August 14, 2006 at 9:28 am
TAB_B has primary key defintion of PK_TAB_B defined on columns: COL_B1, COL_B2, COL_B3
In the following SQL:
SELECT B.COL1
FROM TAB_A A inner join TAB_B B ON B.COL_B1 = A.COL_A1
inner join TAB_C C ON C.COL_C1 = B.COL_B2
will SQL's optimizer utilize COL_B2 index access for the 2nd join above? or should I create a 2nd index on TAB_B COL_B2 to ensure the Optimizer uses index access?
August 14, 2006 at 12:10 pm
Not enough info to know for sure. There are too many factors, relative sizes of the tables, availability of a clustered index, fragmentation, selectivity of any indexes, data distribution, datatypes of the joined columns, freshness of the statistics.
Why not just capture the execution plan and go from there ?

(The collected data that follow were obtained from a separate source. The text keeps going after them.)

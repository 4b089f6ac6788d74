use std::sync::atomic::{AtomicBool, Ordering};
use tokio::signal;
use tokio::sync::Notify;

pub struct ShutdownManager {
    shutdown: AtomicBool,
    notify: Notify,
}

impl ShutdownManager {
    pub fn new() -> Self {
        Self {
            shutdown: AtomicBool::new(false),
            notify: Notify::new(),
        }
    }

    /// Resolve on Ctrl-C, SIGTERM, or `signal_shutdown()`.
    pub async fn wait_for_shutdown(&self) {
        // Register interest before checking the flag so a signal between
        // the check and the await is not lost.
        let notified = self.notify.notified();
        tokio::pin!(notified);
        notified.as_mut().enable();

        if self.is_shutting_down() {
            return;
        }

        tokio::select! {
            _ = signal::ctrl_c() => {},
            _ = terminate() => {},
            _ = notified => {},
        }

        self.shutdown.store(true, Ordering::SeqCst);
        tracing::info!("Shutting down gracefully...");
    }

    pub fn signal_shutdown(&self) {
        self.shutdown.store(true, Ordering::SeqCst);
        self.notify.notify_waiters();
    }

    pub fn is_shutting_down(&self) -> bool {
        self.shutdown.load(Ordering::SeqCst)
    }
}

#[cfg(unix)]
async fn terminate() {
    match signal::unix::signal(signal::unix::SignalKind::terminate()) {
        Ok(mut sigterm) => {
            sigterm.recv().await;
        }
        Err(e) => {
            tracing::warn!(error = %e, "Failed to install SIGTERM handler");
            std::future::pending::<()>().await;
        }
    }
}

#[cfg(not(unix))]
async fn terminate() {
    std::future::pending::<()>().await;
}

impl Default for ShutdownManager {
    fn default() -> Self {
        Self::new()
    }
}

#[cfg(test)]
mod tests {
    use super::*;
    use std::sync::Arc;
    use std::time::Duration;

    #[test]
    fn starts_running() {
        assert!(!ShutdownManager::new().is_shutting_down());
    }

    #[tokio::test]
    async fn signal_wakes_waiter() {
        let manager = Arc::new(ShutdownManager::new());
        let waiter = {
            let manager = manager.clone();
            tokio::spawn(async move { manager.wait_for_shutdown().await })
        };

        tokio::time::sleep(Duration::from_millis(20)).await;
        manager.signal_shutdown();

        let result = tokio::time::timeout(Duration::from_secs(1), waiter).await;
        assert!(result.is_ok());
        assert!(manager.is_shutting_down());
    }

    #[tokio::test]
    async fn wait_returns_immediately_after_signal() {
        let manager = ShutdownManager::new();
        manager.signal_shutdown();
        let result =
            tokio::time::timeout(Duration::from_millis(100), manager.wait_for_shutdown()).await;
        assert!(result.is_ok());
    }
}
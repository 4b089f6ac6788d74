#![allow(dead_code, unused_imports)]

pub mod fake_host;
pub mod fake_service;
pub mod mock_backend;

pub use fake_host::FakeHost;
pub use fake_service::FakeService;
pub use mock_backend::{CapturedRequest, MockBackend, MockResponse};

use hammock::config::{Config, ServiceConfig};

/// Service settings pointing at `base_url` with a test key.
pub fn service_config(base_url: &str) -> ServiceConfig {
    ServiceConfig {
        base_url: base_url.to_string(),
        api_key: Some("sk-test-key".to_string()),
        timeout_seconds: 5,
        ..ServiceConfig::default()
    }
}

/// Full config whose service is `base_url` and whose proxy binds any free port.
pub fn test_config(base_url: &str) -> Config {
    let mut config = Config {
        service: service_config(base_url),
        ..Config::default()
    };
    config.proxy.bind_addr = "127.0.0.1:0".to_string();
    config
}
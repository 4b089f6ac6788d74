//! Entry points for the CLI subcommands.

use anyhow::{bail, Context};
use std::str::FromStr;
use std::sync::Arc;
use std::time::Duration;
use tokio::io::{AsyncBufReadExt, AsyncReadExt, BufReader};

use crate::config::{Config, ConfigStore, ConfigWatcher, Endpoint, DEFAULT_DEBOUNCE};
use crate::host::{ClipboardHost, SelectionKind};
use crate::panel::{PanelController, PanelPhase, PanelState, SelectionPoller};
use crate::proxy::ProxyServer;
use crate::transform::{
    ChatCompletionClient, Operation, OperationKind, TransformError, TransformService, LANGUAGES,
    SENTIMENTS,
};

/// `hammock serve`
pub async fn serve(store: ConfigStore) -> anyhow::Result<()> {
    let config = store.get();
    if !config.service.is_configured() {
        bail!("No API key configured; set HAMMOCK_API_KEY or OPENAI_API_KEY, or service.api_key");
    }

    // Hot reload is best effort; the proxy still runs on the loaded config.
    let _watcher = match ConfigWatcher::start(store.clone(), DEFAULT_DEBOUNCE) {
        Ok(watcher) => Some(watcher),
        Err(e) => {
            tracing::warn!(error = %e, "Config hot reload disabled");
            None
        }
    };

    let mut server = ProxyServer::new(store).context("Failed to create proxy server")?;
    let addr = server.try_bind().await.context("Failed to bind proxy")?;
    tracing::info!(
        addr = %addr,
        model = %config.service.model,
        upstream = %config.service.base_url,
        "hammock proxy ready"
    );
    println!("hammock proxy listening on http://{}", addr);

    server.run().await.context("Proxy server failed")?;
    Ok(())
}

/// `hammock transform`
pub async fn transform_once(
    config: &Config,
    kind: OperationKind,
    parameter: Option<&str>,
    text: Option<String>,
) -> anyhow::Result<()> {
    let operation = Operation::new(kind, parameter)?;

    let text = match text {
        Some(text) => text,
        None => {
            let mut buf = String::new();
            tokio::io::stdin()
                .read_to_string(&mut buf)
                .await
                .context("Failed to read text from stdin")?;
            buf
        }
    };
    if text.trim().is_empty() {
        return Err(TransformError::EmptySelection.into());
    }

    let client = ChatCompletionClient::from_config(config)?;
    let result = client.complete(&operation.instruction(), &text).await?;
    println!("{}", result);
    Ok(())
}

/// `hammock presets`
pub fn print_presets() {
    for kind in OperationKind::ALL {
        if kind.takes_parameter() {
            println!("{} ({}): {}", kind.label(), kind, kind.presets().join(", "));
        }
    }
}

/// One line typed into the interactive panel.
#[derive(Debug, Clone, PartialEq, Eq)]
pub enum PanelCommand {
    Request {
        kind: OperationKind,
        parameter: Option<String>,
    },
    Accept,
    Discard,
    Dismiss,
    Show,
    Help,
    Quit,
}

impl FromStr for PanelCommand {
    type Err = String;

    fn from_str(line: &str) -> Result<Self, Self::Err> {
        let line = line.trim();
        let (word, rest) = match line.split_once(char::is_whitespace) {
            Some((word, rest)) => (word, Some(rest.trim()).filter(|r| !r.is_empty())),
            None => (line, None),
        };

        match word.to_lowercase().as_str() {
            "accept" => Ok(PanelCommand::Accept),
            "discard" => Ok(PanelCommand::Discard),
            "dismiss" => Ok(PanelCommand::Dismiss),
            "show" | "" => Ok(PanelCommand::Show),
            "help" | "?" => Ok(PanelCommand::Help),
            "quit" | "exit" => Ok(PanelCommand::Quit),
            other => match other.parse::<OperationKind>() {
                Ok(kind) => Ok(PanelCommand::Request {
                    kind,
                    parameter: rest.map(String::from),
                }),
                Err(_) => Err(format!("Unknown command '{}', type 'help'", other)),
            },
        }
    }
}

const PANEL_HELP: &str = "\
Commands:
  proofread                 fix spelling and grammar
  translate <language>      e.g. translate French
  sentiment <sentiment>     e.g. sentiment Friendly
  accept                    replace the selection with the transformation
  discard                   drop the transformation
  dismiss                   clear the error message
  show                      show the panel
  quit";

/// Render the panel state as text.
pub fn render_panel(state: &PanelState) -> String {
    let mut out = String::new();
    out.push_str("Select any text fragment\n");

    let phase = match state.phase() {
        PanelPhase::Idle if state.can_request() => "ready for an operation",
        PanelPhase::Idle => "waiting for a selection",
        PanelPhase::Pending => state.status_label().unwrap_or_default(),
        PanelPhase::Ready => "transformation ready, 'accept' or 'discard'",
    };
    out.push_str(&format!("[{}]\n", phase));

    if let Some(error) = &state.error {
        out.push_str(&format!("Error: {}\n", error));
    }

    out.push_str(&format!("{}:\n{}\n", state.displayed_label(), state.displayed_text()));
    out
}

/// `hammock panel`
pub async fn run_panel(config: &Config, selection_kind: SelectionKind) -> anyhow::Result<()> {
    let host = Arc::new(ClipboardHost::new(selection_kind).context("Clipboard is not available")?);
    let client = ChatCompletionClient::from_config(config)?;
    if config.panel.endpoint == Endpoint::Proxy {
        tracing::info!(proxy = %config.panel.proxy_url, "Sending requests through proxy");
    }

    let controller = PanelController::new(Arc::new(client), host.clone());
    let poller = SelectionPoller::new(
        host,
        controller.clone(),
        Duration::from_millis(config.panel.poll_interval_ms),
    )
    .spawn();

    println!("{}", PANEL_HELP);
    let mut lines = BufReader::new(tokio::io::stdin()).lines();

    while let Some(line) = lines.next_line().await? {
        let command = match line.parse::<PanelCommand>() {
            Ok(command) => command,
            Err(message) => {
                println!("{}", message);
                continue;
            }
        };

        match command {
            PanelCommand::Request { kind, parameter } => {
                // Runs in the background so the panel stays responsive;
                // a second request meanwhile is refused as busy.
                let task_controller = controller.clone();
                tokio::spawn(async move {
                    match task_controller
                        .transform_selection(kind, parameter.as_deref())
                        .await
                    {
                        Ok(_) => println!("{}", render_panel(&task_controller.snapshot())),
                        Err(e) => println!("Error: {}", e.user_message()),
                    }
                });
            }
            PanelCommand::Accept => match controller.accept_transformation().await {
                Ok(()) => println!("Selection replaced"),
                Err(e) => println!("Error: {}", e.user_message()),
            },
            PanelCommand::Discard => controller.discard_transformation(),
            PanelCommand::Dismiss => controller.dismiss_error(),
            PanelCommand::Show => println!("{}", render_panel(&controller.snapshot())),
            PanelCommand::Help => {
                println!("{}", PANEL_HELP);
                println!("Languages: {}", LANGUAGES.join(", "));
                println!("Sentiments: {}", SENTIMENTS.join(", "));
            }
            PanelCommand::Quit => break,
        }
    }

    poller.stop().await;
    Ok(())
}

#[cfg(test)]
mod tests {
    use super::*;

    #[test]
    fn parses_operation_with_parameter() {
        assert_eq!(
            "translate  French ".parse::<PanelCommand>().unwrap(),
            PanelCommand::Request {
                kind: OperationKind::Translate,
                parameter: Some("French".to_string()),
            }
        );
        assert_eq!(
            "sentiment more friendly".parse::<PanelCommand>().unwrap(),
            PanelCommand::Request {
                kind: OperationKind::Sentiment,
                parameter: Some("more friendly".to_string()),
            }
        );
    }

    #[test]
    fn parses_proofread_without_parameter() {
        assert_eq!(
            "Proofread".parse::<PanelCommand>().unwrap(),
            PanelCommand::Request {
                kind: OperationKind::Proofread,
                parameter: None,
            }
        );
    }

    #[test]
    fn parses_control_commands() {
        assert_eq!("accept".parse::<PanelCommand>().unwrap(), PanelCommand::Accept);
        assert_eq!("".parse::<PanelCommand>().unwrap(), PanelCommand::Show);
        assert_eq!("exit".parse::<PanelCommand>().unwrap(), PanelCommand::Quit);
        assert!("fly".parse::<PanelCommand>().is_err());
    }

    #[test]
    fn render_shows_selection_then_transformation() {
        let mut state = PanelState {
            selection: "Helo wrold".into(),
            ..PanelState::default()
        };
        let rendered = render_panel(&state);
        assert!(rendered.contains("Selection:\nHelo wrold"));
        assert!(rendered.contains("ready for an operation"));

        state.transformation = "Hello world".into();
        let rendered = render_panel(&state);
        assert!(rendered.contains("Transformation:\nHello world"));
        assert!(rendered.contains("accept"));
    }

    #[test]
    fn render_shows_spinner_label_and_error() {
        let state = PanelState {
            busy: true,
            error: Some("network down".into()),
            ..PanelState::default()
        };
        let rendered = render_panel(&state);
        assert!(rendered.contains("Querying ChatGPT..."));
        assert!(rendered.contains("Error: network down"));
    }
}
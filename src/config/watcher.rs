//! Config hot-reload for the proxy.
//!
//! Watches the config file's directory and reloads the `ConfigStore` after
//! edits settle. The proxy reads the store per request, so model, service
//! URL, key, timeout and access token changes apply to the next request.
//! The bind address only applies on restart.

use std::ffi::OsString;
use std::sync::mpsc::{self, RecvTimeoutError};
use std::thread;
use std::time::{Duration, Instant};

use notify::{Event, EventKind, RecommendedWatcher, RecursiveMode, Watcher};
use thiserror::Error;

use crate::config::store::ConfigStore;

/// Quiet period after the last file event before reloading.
pub const DEFAULT_DEBOUNCE: Duration = Duration::from_millis(200);

#[derive(Debug, Error)]
pub enum WatcherError {
    #[error("Failed to create file watcher: {0}")]
    WatcherInit(#[from] notify::Error),

    #[error("Config path has no parent directory")]
    NoParentDir,
}

/// Keeps the file watch alive. Dropping it stops reloading.
pub struct ConfigWatcher {
    _watcher: RecommendedWatcher,
    _debounce_handle: thread::JoinHandle<()>,
}

impl ConfigWatcher {
    pub fn start(store: ConfigStore, debounce: Duration) -> Result<Self, WatcherError> {
        let config_path = store.path().to_path_buf();
        let watch_dir = config_path
            .parent()
            .filter(|dir| !dir.as_os_str().is_empty())
            .ok_or(WatcherError::NoParentDir)?;
        let config_filename = config_path
            .file_name()
            .map(|name| name.to_os_string())
            .unwrap_or_default();

        let (raw_tx, raw_rx) = mpsc::channel();
        let mut watcher = RecommendedWatcher::new(
            move |result: Result<Event, notify::Error>| {
                if let Ok(event) = result {
                    let _ = raw_tx.send(event);
                }
            },
            notify::Config::default(),
        )?;

        // The directory, not the file: editors replace files on save.
        watcher.watch(watch_dir, RecursiveMode::NonRecursive)?;
        tracing::info!(path = %config_path.display(), "Watching config for changes");

        let debounce_handle = thread::spawn(move || {
            debounce_loop(raw_rx, store, config_filename, debounce);
        });

        Ok(Self {
            _watcher: watcher,
            _debounce_handle: debounce_handle,
        })
    }
}

fn debounce_loop(
    rx: mpsc::Receiver<Event>,
    store: ConfigStore,
    config_filename: OsString,
    debounce: Duration,
) {
    let mut pending_since: Option<Instant> = None;

    loop {
        let wait = match pending_since {
            Some(last) => debounce.saturating_sub(last.elapsed()),
            None => Duration::from_secs(60),
        };

        match rx.recv_timeout(wait) {
            Ok(event) => {
                if is_config_event(&event, &config_filename) {
                    pending_since = Some(Instant::now());
                }
            }
            Err(RecvTimeoutError::Timeout) => {
                if pending_since.is_some_and(|last| last.elapsed() >= debounce) {
                    // Failures are logged by the store, which keeps the old config.
                    let _ = store.reload();
                    pending_since = None;
                }
            }
            Err(RecvTimeoutError::Disconnected) => break,
        }
    }
}

fn is_config_event(event: &Event, config_filename: &OsString) -> bool {
    let relevant = matches!(
        event.kind,
        EventKind::Modify(_) | EventKind::Create(_) | EventKind::Remove(_)
    );

    relevant
        && event
            .paths
            .iter()
            .any(|path| path.file_name() == Some(config_filename.as_os_str()))
}
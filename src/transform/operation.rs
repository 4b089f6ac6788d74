//! Transformation operations and the instruction each one sends.

use std::fmt;
use std::str::FromStr;

use super::error::TransformError;

/// Target languages offered in the translate menu.
pub const LANGUAGES: &[&str] = &["English", "Dutch", "French", "Spanish", "German", "Russian"];

/// Target sentiments offered in the change-sentiment menu.
pub const SENTIMENTS: &[&str] = &[
    "Layman",
    "Friendly",
    "Formal",
    "Informal",
    "Assertive",
    "Empathetic",
    "Sarcastic",
    "Emoji",
];

/// Which transformation the user picked, without its parameter.
#[derive(Debug, Clone, Copy, PartialEq, Eq, Hash)]
pub enum OperationKind {
    Proofread,
    Translate,
    Sentiment,
}

impl OperationKind {
    pub const ALL: [OperationKind; 3] = [
        OperationKind::Proofread,
        OperationKind::Translate,
        OperationKind::Sentiment,
    ];

    /// Button label shown in the panel.
    pub fn label(&self) -> &'static str {
        match self {
            OperationKind::Proofread => "Proofread",
            OperationKind::Translate => "Translate",
            OperationKind::Sentiment => "Change Sentiment",
        }
    }

    /// Whether the operation carries a free-form parameter.
    pub fn takes_parameter(&self) -> bool {
        !matches!(self, OperationKind::Proofread)
    }

    /// Menu entries offered for the parameter, empty for proofread.
    pub fn presets(&self) -> &'static [&'static str] {
        match self {
            OperationKind::Proofread => &[],
            OperationKind::Translate => LANGUAGES,
            OperationKind::Sentiment => SENTIMENTS,
        }
    }
}

impl fmt::Display for OperationKind {
    fn fmt(&self, f: &mut fmt::Formatter<'_>) -> fmt::Result {
        let name = match self {
            OperationKind::Proofread => "proofread",
            OperationKind::Translate => "translate",
            OperationKind::Sentiment => "sentiment",
        };
        f.write_str(name)
    }
}

impl FromStr for OperationKind {
    type Err = TransformError;

    fn from_str(s: &str) -> Result<Self, Self::Err> {
        match s.trim().to_lowercase().as_str() {
            "proofread" => Ok(OperationKind::Proofread),
            "translate" => Ok(OperationKind::Translate),
            "sentiment" | "change sentiment" => Ok(OperationKind::Sentiment),
            other => Err(TransformError::InvalidOperationParameter(format!(
                "unknown operation '{}'",
                other
            ))),
        }
    }
}

/// A validated operation: the parameter is present exactly when the kind needs one.
#[derive(Debug, Clone, PartialEq, Eq)]
pub enum Operation {
    Proofread,
    Translate { language: String },
    Sentiment { sentiment: String },
}

impl Operation {
    /// Pair a kind with its optional parameter, rejecting mismatches.
    ///
    /// Translate and sentiment need a non-blank parameter; proofread must not get one.
    pub fn new(kind: OperationKind, parameter: Option<&str>) -> Result<Self, TransformError> {
        let parameter = parameter.map(str::trim);

        match (kind, parameter) {
            (OperationKind::Proofread, None) => Ok(Operation::Proofread),
            (OperationKind::Proofread, Some(p)) => Err(TransformError::InvalidOperationParameter(
                format!("proofread takes no parameter, got '{}'", p),
            )),
            (OperationKind::Translate, Some(p)) if !p.is_empty() => Ok(Operation::Translate {
                language: p.to_string(),
            }),
            (OperationKind::Sentiment, Some(p)) if !p.is_empty() => Ok(Operation::Sentiment {
                sentiment: p.to_string(),
            }),
            (kind, _) => Err(TransformError::InvalidOperationParameter(format!(
                "{} requires a non-empty parameter",
                kind
            ))),
        }
    }

    pub fn kind(&self) -> OperationKind {
        match self {
            Operation::Proofread => OperationKind::Proofread,
            Operation::Translate { .. } => OperationKind::Translate,
            Operation::Sentiment { .. } => OperationKind::Sentiment,
        }
    }

    pub fn parameter(&self) -> Option<&str> {
        match self {
            Operation::Proofread => None,
            Operation::Translate { language } => Some(language),
            Operation::Sentiment { sentiment } => Some(sentiment),
        }
    }

    /// The system instruction sent ahead of the selected text.
    pub fn instruction(&self) -> String {
        build_instruction(self)
    }
}

/// Build the system instruction for an operation.
pub fn build_instruction(operation: &Operation) -> String {
    match operation {
        Operation::Proofread => "Please correct and improve the following text in its source language, but don't change the source language:".to_string(),
        Operation::Translate { language } => format!(
            "Please translate the following text to {}, but keep the source language:",
            language
        ),
        Operation::Sentiment { sentiment } => format!(
            "Please change the sentiment of the following text to be more {}, but keep the source language:",
            sentiment
        ),
    }
}
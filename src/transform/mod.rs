//! Selection transformation: operations, instructions, and the completion client.

mod client;
mod error;
mod operation;
mod wire;

pub use client::{ChatCompletionClient, TransformService};
pub use error::TransformError;
pub use operation::{build_instruction, Operation, OperationKind, LANGUAGES, SENTIMENTS};
pub use wire::{ChatMessage, ChatRequest, ChatResponse, Choice, ChoiceMessage, COMPLETIONS_PATH};
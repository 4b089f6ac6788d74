//! State for the transformation side panel.

use crate::mvi::UiState;
use crate::transform::Operation;

/// Label shown next to the spinner while a request is outstanding.
pub const BUSY_LABEL: &str = "Querying ChatGPT...";

/// Observable phase, derived from the busy flag and the transformation.
#[derive(Debug, Clone, Copy, PartialEq, Eq)]
pub enum PanelPhase {
    /// Not busy and no result waiting.
    Idle,
    /// One request is outstanding.
    Pending,
    /// A result is waiting to be accepted or discarded.
    Ready,
}

/// Everything the view needs to render the panel.
#[derive(Debug, Clone, PartialEq, Default)]
pub struct PanelState {
    /// Latest text read from the host selection; empty when nothing is selected.
    pub selection: String,
    /// Latest result from the service; empty when there is none.
    pub transformation: String,
    /// True while a request is outstanding.
    pub busy: bool,
    /// Operation of the most recent request.
    pub last_operation: Option<Operation>,
    /// User-facing message for the most recent failure.
    pub error: Option<String>,
}

impl UiState for PanelState {}

impl PanelState {
    pub fn phase(&self) -> PanelPhase {
        if self.busy {
            PanelPhase::Pending
        } else if !self.transformation.is_empty() {
            PanelPhase::Ready
        } else {
            PanelPhase::Idle
        }
    }

    /// Operation buttons are enabled.
    pub fn can_request(&self) -> bool {
        self.phase() == PanelPhase::Idle && !self.selection.is_empty()
    }

    /// The accept button is shown.
    pub fn can_accept(&self) -> bool {
        self.phase() == PanelPhase::Ready
    }

    /// Transformation when there is one, otherwise the selection.
    pub fn displayed_text(&self) -> &str {
        if self.transformation.is_empty() {
            &self.selection
        } else {
            &self.transformation
        }
    }

    /// Field label for `displayed_text`.
    pub fn displayed_label(&self) -> &'static str {
        if self.transformation.is_empty() {
            "Selection"
        } else {
            "Transformation"
        }
    }

    pub fn status_label(&self) -> Option<&'static str> {
        self.busy.then_some(BUSY_LABEL)
    }
}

August 16, 2006 at 3:06 am
If you're asking will the query optimiser use the index on PK_TAB_B, the answer is no, not if the PK is defined with the columns in the order you specify. You would need a separate index on COL_B2. Then, as PW says, whether that index actually gets used depends on a lot of things.
John
August 16, 2006 at 8:17 am
Just use QA and show the execution plan. I have seen Index Scans occurr in situations like this. However, it might even choose an index or table scan in TAB_C instead, depending on if the optimizer chose to join A to B first or C to B.